- _WHAT TO PRODUCE_:
Below are records; copy every line among them that contains the word "InternalServerError".

Collected data:
******
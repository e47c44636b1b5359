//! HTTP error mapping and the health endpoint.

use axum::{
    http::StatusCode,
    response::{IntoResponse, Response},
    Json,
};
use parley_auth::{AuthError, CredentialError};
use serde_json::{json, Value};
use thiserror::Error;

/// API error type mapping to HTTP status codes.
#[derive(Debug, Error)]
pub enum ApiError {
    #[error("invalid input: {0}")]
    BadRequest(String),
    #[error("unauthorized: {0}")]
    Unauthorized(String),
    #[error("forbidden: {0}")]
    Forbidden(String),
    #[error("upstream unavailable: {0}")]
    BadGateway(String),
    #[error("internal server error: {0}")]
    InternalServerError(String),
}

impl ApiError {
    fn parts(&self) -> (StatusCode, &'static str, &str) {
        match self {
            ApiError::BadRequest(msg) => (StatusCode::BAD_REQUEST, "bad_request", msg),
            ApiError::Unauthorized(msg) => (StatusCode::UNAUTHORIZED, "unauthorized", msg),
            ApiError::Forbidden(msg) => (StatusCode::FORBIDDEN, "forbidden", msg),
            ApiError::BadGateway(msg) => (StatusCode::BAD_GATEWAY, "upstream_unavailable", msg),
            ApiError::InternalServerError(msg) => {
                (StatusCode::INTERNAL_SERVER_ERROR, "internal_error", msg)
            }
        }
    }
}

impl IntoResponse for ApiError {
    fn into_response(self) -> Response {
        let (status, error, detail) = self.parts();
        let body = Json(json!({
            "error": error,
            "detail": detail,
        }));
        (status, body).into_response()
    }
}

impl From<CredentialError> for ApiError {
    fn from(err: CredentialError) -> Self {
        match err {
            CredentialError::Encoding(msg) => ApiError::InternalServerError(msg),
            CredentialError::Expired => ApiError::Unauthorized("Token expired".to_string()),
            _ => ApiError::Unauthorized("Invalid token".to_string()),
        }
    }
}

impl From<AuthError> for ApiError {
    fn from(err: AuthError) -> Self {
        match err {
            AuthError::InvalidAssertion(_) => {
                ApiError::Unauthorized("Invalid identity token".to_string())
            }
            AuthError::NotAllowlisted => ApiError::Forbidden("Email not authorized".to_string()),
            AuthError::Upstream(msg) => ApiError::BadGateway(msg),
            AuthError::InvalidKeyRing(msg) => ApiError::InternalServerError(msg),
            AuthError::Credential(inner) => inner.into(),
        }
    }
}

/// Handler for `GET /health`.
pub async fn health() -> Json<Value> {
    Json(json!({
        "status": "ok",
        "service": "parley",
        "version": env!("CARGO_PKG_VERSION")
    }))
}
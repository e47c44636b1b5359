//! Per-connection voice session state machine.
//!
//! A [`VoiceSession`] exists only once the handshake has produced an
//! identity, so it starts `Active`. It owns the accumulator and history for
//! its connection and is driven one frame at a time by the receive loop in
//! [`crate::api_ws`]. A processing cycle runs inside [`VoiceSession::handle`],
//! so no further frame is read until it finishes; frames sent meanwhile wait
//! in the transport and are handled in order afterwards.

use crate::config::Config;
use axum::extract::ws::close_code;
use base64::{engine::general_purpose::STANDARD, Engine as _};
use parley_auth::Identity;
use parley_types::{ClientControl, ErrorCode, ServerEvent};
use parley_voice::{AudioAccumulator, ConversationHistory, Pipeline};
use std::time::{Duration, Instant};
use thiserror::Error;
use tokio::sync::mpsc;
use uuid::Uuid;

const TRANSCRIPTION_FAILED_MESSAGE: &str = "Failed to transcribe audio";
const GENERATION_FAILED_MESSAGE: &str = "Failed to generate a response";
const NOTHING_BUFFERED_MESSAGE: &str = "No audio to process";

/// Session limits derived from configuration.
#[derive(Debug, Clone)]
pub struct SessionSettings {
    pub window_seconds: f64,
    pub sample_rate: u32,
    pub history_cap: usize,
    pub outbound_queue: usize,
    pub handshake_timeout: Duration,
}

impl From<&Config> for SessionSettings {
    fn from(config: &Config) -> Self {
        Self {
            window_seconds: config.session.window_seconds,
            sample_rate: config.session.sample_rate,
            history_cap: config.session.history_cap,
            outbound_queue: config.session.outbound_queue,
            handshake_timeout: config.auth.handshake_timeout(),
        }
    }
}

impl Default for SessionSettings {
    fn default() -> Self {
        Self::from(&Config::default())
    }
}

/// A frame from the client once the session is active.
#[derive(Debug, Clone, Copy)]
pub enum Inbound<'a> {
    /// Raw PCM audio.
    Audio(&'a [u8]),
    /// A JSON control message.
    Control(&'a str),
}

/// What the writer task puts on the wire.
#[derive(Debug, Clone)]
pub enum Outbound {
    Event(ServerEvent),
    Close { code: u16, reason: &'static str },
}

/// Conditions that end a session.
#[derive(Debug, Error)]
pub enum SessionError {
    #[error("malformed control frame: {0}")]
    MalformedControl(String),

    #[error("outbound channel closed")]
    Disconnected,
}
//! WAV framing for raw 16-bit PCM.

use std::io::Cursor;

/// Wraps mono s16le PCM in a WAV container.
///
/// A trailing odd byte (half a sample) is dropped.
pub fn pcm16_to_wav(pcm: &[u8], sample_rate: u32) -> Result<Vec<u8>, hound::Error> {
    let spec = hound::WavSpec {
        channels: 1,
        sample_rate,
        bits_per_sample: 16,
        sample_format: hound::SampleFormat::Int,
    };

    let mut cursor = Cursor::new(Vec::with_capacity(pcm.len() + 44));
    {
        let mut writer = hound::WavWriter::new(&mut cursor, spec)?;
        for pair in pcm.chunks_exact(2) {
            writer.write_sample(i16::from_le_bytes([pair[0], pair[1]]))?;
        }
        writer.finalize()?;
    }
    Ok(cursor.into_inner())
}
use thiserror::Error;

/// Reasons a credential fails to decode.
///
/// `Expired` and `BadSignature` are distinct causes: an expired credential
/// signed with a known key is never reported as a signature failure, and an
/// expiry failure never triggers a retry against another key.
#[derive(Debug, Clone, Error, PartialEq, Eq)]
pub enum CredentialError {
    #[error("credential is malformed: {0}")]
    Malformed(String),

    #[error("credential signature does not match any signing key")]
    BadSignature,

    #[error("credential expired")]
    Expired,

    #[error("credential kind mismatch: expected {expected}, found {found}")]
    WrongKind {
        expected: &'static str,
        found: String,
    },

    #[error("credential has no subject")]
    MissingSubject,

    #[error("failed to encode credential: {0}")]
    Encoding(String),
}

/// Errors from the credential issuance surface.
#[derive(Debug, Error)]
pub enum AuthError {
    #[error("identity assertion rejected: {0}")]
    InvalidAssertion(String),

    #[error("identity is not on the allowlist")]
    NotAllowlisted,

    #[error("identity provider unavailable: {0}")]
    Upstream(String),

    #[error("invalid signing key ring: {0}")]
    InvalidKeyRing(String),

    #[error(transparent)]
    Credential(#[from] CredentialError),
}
******
- _ANSWER SPACE_:
    InternalServerError(String),
            ApiError::InternalServerError(msg) => {
            CredentialError::Encoding(msg) => ApiError::InternalServerError(msg),
            AuthError::InvalidKeyRing(msg) => ApiError::InternalServerError(msg),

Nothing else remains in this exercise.